Work instruction
Please quote exactly the lines below from the line containing "filename crates/session-node/src/outgoing.rs" to the line containing "group encryption key).", both lines included, and nothing else.

Task input
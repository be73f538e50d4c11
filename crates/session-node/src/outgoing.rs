//! Outbound pipeline.
//!
//! Turns a [`RawMessage`] into stored bytes on the recipient's swarm:
//!
//! 1. Pad the serialized content to a 160-byte block boundary.
//! 2. Sign and seal it for the recipient (or the group encryption key).
//! 3. Wrap it in an [`Envelope`]; only closed-group envelopes carry a
//!    `source`.
//! 4. Submit the encoded envelope through the [`Transport`], attaching
//!    `store` auth when writing to one of our own non-default
//!    namespaces.

use session_crypto::sealed::seal_for_recipient;
use session_crypto::signing::sign_node_request;
use session_crypto::Identity;
use session_protocol::content::{Envelope, EnvelopeType};
use session_protocol::messages::RawMessage;
use session_protocol::{encode_envelope, padding, ttl};
use session_types::{Clock, Result, SessionError, SessionId, Timestamp};

use crate::transport::{SubmitRequest, Transport};

/// Node-auth method signed for authenticated stores.
const STORE_METHOD: &str = "store";

/// Result of a successful submit.
#[derive(Clone, Debug, Eq, PartialEq)]
pub struct SendReceipt {
    pub identifier: String,
    /// Sent timestamp of the message.
    pub timestamp: Timestamp,
    /// Storage hash, if the transport reported one.
    pub hash: Option<String>,
}

/// Pads, seals and wraps `raw`.
///
/// One-to-one messages are sealed to `raw.recipient`. Closed-group
/// messages are sealed to `group_encryption_key` and carry the group's
/// id as envelope source.
///
/// # Errors
///
/// - [`SessionError::CryptoError`] if sealing fails, or a closed-group
///   message has no group encryption key.
pub fn encrypt_raw(
    identity: &Identity,
    raw: &RawMessage,
    group_encryption_key: Option<&SessionId>,
) -> Result<Envelope> {
    let padded = padding::pad(&raw.plaintext);
    match raw.envelope_type {
        EnvelopeType::SessionMessage => {
            let sealed = seal_for_recipient(identity, &raw.recipient, &padded)?;
            Ok(Envelope::session_message(raw.timestamp, sealed))
        }
        EnvelopeType::ClosedGroupMessage => {
            let key = group_encryption_key.ok_or_else(|| SessionError::CryptoError {
                reason: format!("no encryption key for closed group {}", raw.recipient),
            })?;
            let sealed = seal_for_recipient(identity, key, &padded)?;
            Ok(Envelope::closed_group_message(
                raw.recipient.to_string(),
                raw.timestamp,
                sealed,
            ))
        }
    }
}

/// Encrypts `raw` and stores it on the recipient's swarm.
///
/// # Errors
///
/// Propagates encryption failures and the transport's
/// [`SessionError::TransportError`].
pub async fn send_raw(
    transport: &dyn Transport,
    identity: &Identity,
    clock: &dyn Clock,
    raw: &RawMessage,
    group_encryption_key: Option<&SessionId>,
) -> Result<SendReceipt> {
    let envelope = encrypt_raw(identity, raw, group_encryption_key)?;

    let own_namespace = raw.recipient == identity.session_id() && !raw.namespace.is_default();
    let auth = own_namespace.then(|| sign_node_request(identity, STORE_METHOD, raw.namespace, clock));

    let request = SubmitRequest {
        recipient: raw.recipient,
        namespace: raw.namespace,
        data: encode_envelope(&envelope),
        ttl_ms: raw.ttl_ms.unwrap_or(ttl::DEFAULT_TTL_MS),
        timestamp: raw.timestamp,
        auth,
    };

    let ack = transport.submit(request).await.map_err(|e| {
        tracing::warn!(identifier = %raw.identifier, recipient = %raw.recipient, %e, "submit failed");
        e
    })?;

    tracing::debug!(
        identifier = %raw.identifier,
        recipient = %raw.recipient,
        namespace = %raw.namespace,
        "message stored"
    );

    Ok(SendReceipt {
        identifier: raw.identifier.clone(),
        timestamp: raw.timestamp,
        hash: ack.hash,
    })
}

Response below
filename crates/session-node/src/outgoing.rs
//! Outbound pipeline.
//!
//! Turns a [`RawMessage`] into stored bytes on the recipient's swarm:
//!
//! 1. Pad the serialized content to a 160-byte block boundary.
//! 2. Sign and seal it for the recipient (or the group encryption key).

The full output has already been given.